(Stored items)
|---|

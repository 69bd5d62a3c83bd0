use crate::bootstrap::tsv;
use crate::catalog::{SchemaCatalog, SchemaRecord};
use crate::checkpoint::CheckpointStore;
use crate::coercion::coerce_row;
use crate::database::Database;
use crate::error::Error;
use crate::replication::BinlogPosition;
use crate::store::{DocumentStore, Namespace, Sink};
use mysql_async::prelude::Queryable;
use mysql_common::value::Value;
use std::future::Future;
use std::path::{Path, PathBuf};
use tokio::fs::File;
use tokio::io::{AsyncBufReadExt, AsyncWriteExt, BufReader, BufWriter};
use tracing::{error, info, warn};

const INSERT_CHUNK: usize = 1000;

/// Source side of the bulk path.
pub trait SourceSnapshot: Send + Sync {
    fn current_position(&self) -> impl Future<Output = Result<BinlogPosition, Error>> + Send;

    /// Writes the table as tab-delimited text and returns the number of rows.
    fn export_table(
        &self,
        db: &str,
        table: &str,
        path: &Path,
    ) -> impl Future<Output = Result<u64, Error>> + Send;
}

#[derive(Clone, Debug, PartialEq)]
pub enum TableLoad {
    Loaded {
        rows: usize,
        failed_rows: usize,
        position: BinlogPosition,
    },
    /// The source moved during the export, the table has to be loaded again.
    SourceChanged {
        before: BinlogPosition,
        after: BinlogPosition,
    },
}

/// Loads whole tables through a tab-delimited export, bypassing the XML dump.
pub struct BulkLoader<S, X> {
    sink: Sink<S>,
    catalog: SchemaCatalog<S>,
    checkpoint: CheckpointStore<S>,
    source: X,
    work_dir: PathBuf,
}

impl<S, X> BulkLoader<S, X>
where
    S: DocumentStore,
    X: SourceSnapshot,
{
    pub fn new(sink: Sink<S>, source: X, work_dir: impl Into<PathBuf>) -> Self {
        Self {
            catalog: SchemaCatalog::new(sink.clone()),
            checkpoint: CheckpointStore::new(sink.clone()),
            sink,
            source,
            work_dir: work_dir.into(),
        }
    }

    /// Loads every table and records the shared snapshot as the capture start.
    ///
    /// The checkpoint is only moved when no checkpoint exists yet and all
    /// tables were exported at the same source position.
    pub async fn load_tables(&self, db: &str, tables: &[String]) -> Result<Vec<(String, TableLoad)>, Error> {
        let mut loads = Vec::with_capacity(tables.len());

        for table in tables {
            loads.push((table.clone(), self.load_table(db, table).await?));
        }

        let mut positions = loads.iter().filter_map(|(_, load)| match load {
            TableLoad::Loaded { position, .. } => Some(position),
            TableLoad::SourceChanged { .. } => None,
        });

        if let Some(first) = positions.next() {
            let shared = positions.all(|position| position == first);

            match (shared, self.checkpoint.read().await?) {
                (true, None) => self.checkpoint.write(first).await?,
                (false, None) => {
                    warn!(db, "tables were exported at different positions, checkpoint left unset")
                }
                (_, Some(_)) => {}
            }
        }

        Ok(loads)
    }

    pub async fn load_table(&self, db: &str, table: &str) -> Result<TableLoad, Error> {
        tokio::fs::create_dir_all(&self.work_dir).await?;
        let path = self.work_dir.join(format!("{db}.{table}.tsv"));

        let before = self.source.current_position().await?;
        let exported = self.source.export_table(db, table, &path).await?;
        let after = self.source.current_position().await?;

        if before != after {
            warn!(db, table, %before, %after, "source changed during export, table must be reloaded");
            remove_export(&path).await;
            return Ok(TableLoad::SourceChanged { before, after });
        }

        let record = match self.catalog.get(db, table).await? {
            Some(record) => record,
            None => {
                warn!(db, table, "no schema record, loading values as text");
                SchemaRecord::new(db, table)
            }
        };

        let namespace = self.sink.collection(db, table).await?;
        self.sink.store().drop_collection(&namespace).await?;

        let (rows, failed_rows) = self.read_export(&path, &record, &namespace).await?;

        remove_export(&path).await;
        self.checkpoint.mark_table_loaded(db, table).await?;
        info!(db, table, exported, rows, failed_rows, "bulk loaded table");

        Ok(TableLoad::Loaded {
            rows,
            failed_rows,
            position: before,
        })
    }

    async fn read_export(
        &self,
        path: &Path,
        record: &SchemaRecord,
        namespace: &Namespace,
    ) -> Result<(usize, usize), Error> {
        let store = self.sink.store();
        let mut lines = BufReader::new(File::open(path).await?).lines();

        let columns: Vec<String> = match lines.next_line().await? {
            Some(header) => tsv::parse_line(&header)
                .into_iter()
                .map(Option::unwrap_or_default)
                .collect(),
            None => return Ok((0, 0)),
        };

        let mut chunk = Vec::with_capacity(INSERT_CHUNK);
        let (mut rows, mut failed_rows) = (0, 0);

        while let Some(line) = lines.next_line().await? {
            let values = tsv::parse_line(&line);

            if values.len() != columns.len() {
                failed_rows += 1;
                error!(table = record.table(), line = %line, "column count does not match the header");
                continue;
            }

            match coerce_row(columns.iter().cloned().zip(values), record.types()) {
                Ok(document) => chunk.push(document),
                Err(error) if !error.is_record_error() => return Err(error),
                Err(error) => {
                    failed_rows += 1;
                    error!(table = record.table(), %error, "skipping exported row");
                }
            }

            if chunk.len() == INSERT_CHUNK {
                rows += store.insert_many(namespace, std::mem::take(&mut chunk)).await?;
            }
        }

        if !chunk.is_empty() {
            rows += store.insert_many(namespace, chunk).await?;
        }

        Ok((rows, failed_rows))
    }
}

async fn remove_export(path: &Path) {
    if let Err(error) = tokio::fs::remove_file(path).await {
        warn!(path = %path.display(), %error, "failed to remove export file");
    }
}

fn quote_identifier(identifier: &str) -> String {
    format!("`{}`", identifier.replace('`', "``"))
}

/// Text protocol rendering of a column value, `None` for NULL.
fn value_text(value: Value) -> Option<String> {
    match value {
        Value::NULL => None,
        Value::Bytes(bytes) => Some(String::from_utf8_lossy(&bytes).into_owned()),
        Value::Int(value) => Some(value.to_string()),
        Value::UInt(value) => Some(value.to_string()),
        Value::Float(value) => Some(value.to_string()),
        Value::Double(value) => Some(value.to_string()),
        Value::Date(year, month, day, hour, minute, second, _) => Some(format!(
            "{year:04}-{month:02}-{day:02} {hour:02}:{minute:02}:{second:02}"
        )),
        Value::Time(negative, days, hours, minutes, seconds, _) => Some(format!(
            "{}{:02}:{minutes:02}:{seconds:02}",
            if negative { "-" } else { "" },
            u64::from(days) * 24 + u64::from(hours)
        )),
    }
}

impl SourceSnapshot for Database {
    async fn current_position(&self) -> Result<BinlogPosition, Error> {
        self.binlog_position().await
    }

    async fn export_table(&self, db: &str, table: &str, path: &Path) -> Result<u64, Error> {
        let mut connection = self.acquire_connection().await?;
        let mut result = connection
            .query_iter(format!(
                "SELECT * FROM {}.{}",
                quote_identifier(db),
                quote_identifier(table)
            ))
            .await?;

        let columns: Vec<String> = result
            .columns_ref()
            .iter()
            .map(|column| column.name_str().into_owned())
            .collect();

        let mut output = BufWriter::new(File::create(path).await?);
        output
            .write_all(tsv::format_line(columns.iter().map(|column| Some(column.as_str()))).as_bytes())
            .await?;

        let mut rows = 0;
        while let Some(row) = result.next().await? {
            let values: Vec<Option<String>> = row
                .unwrap_raw()
                .into_iter()
                .map(|value| value.and_then(value_text))
                .collect();
            output
                .write_all(tsv::format_line(values.iter().map(Option::as_deref)).as_bytes())
                .await?;
            rows += 1;
        }

        output.flush().await?;
        Ok(rows)
    }
}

|---|

▶ **Task details**:
Go line by line through the records above and copy each one containing "checkpoint".

▶ **Expected output**:
use crate::checkpoint::CheckpointStore;
    checkpoint: CheckpointStore<S>,
            checkpoint: CheckpointStore::new(sink.clone()),
    /// The checkpoint is only moved when no checkpoint exists yet and all
            match (shared, self.checkpoint.read().await?) {
                (true, None) => self.checkpoint.write(first).await?,
                    warn!(db, "tables were exported at different positions, checkpoint left unset")
        self.checkpoint.mark_table_loaded(db, table).await?;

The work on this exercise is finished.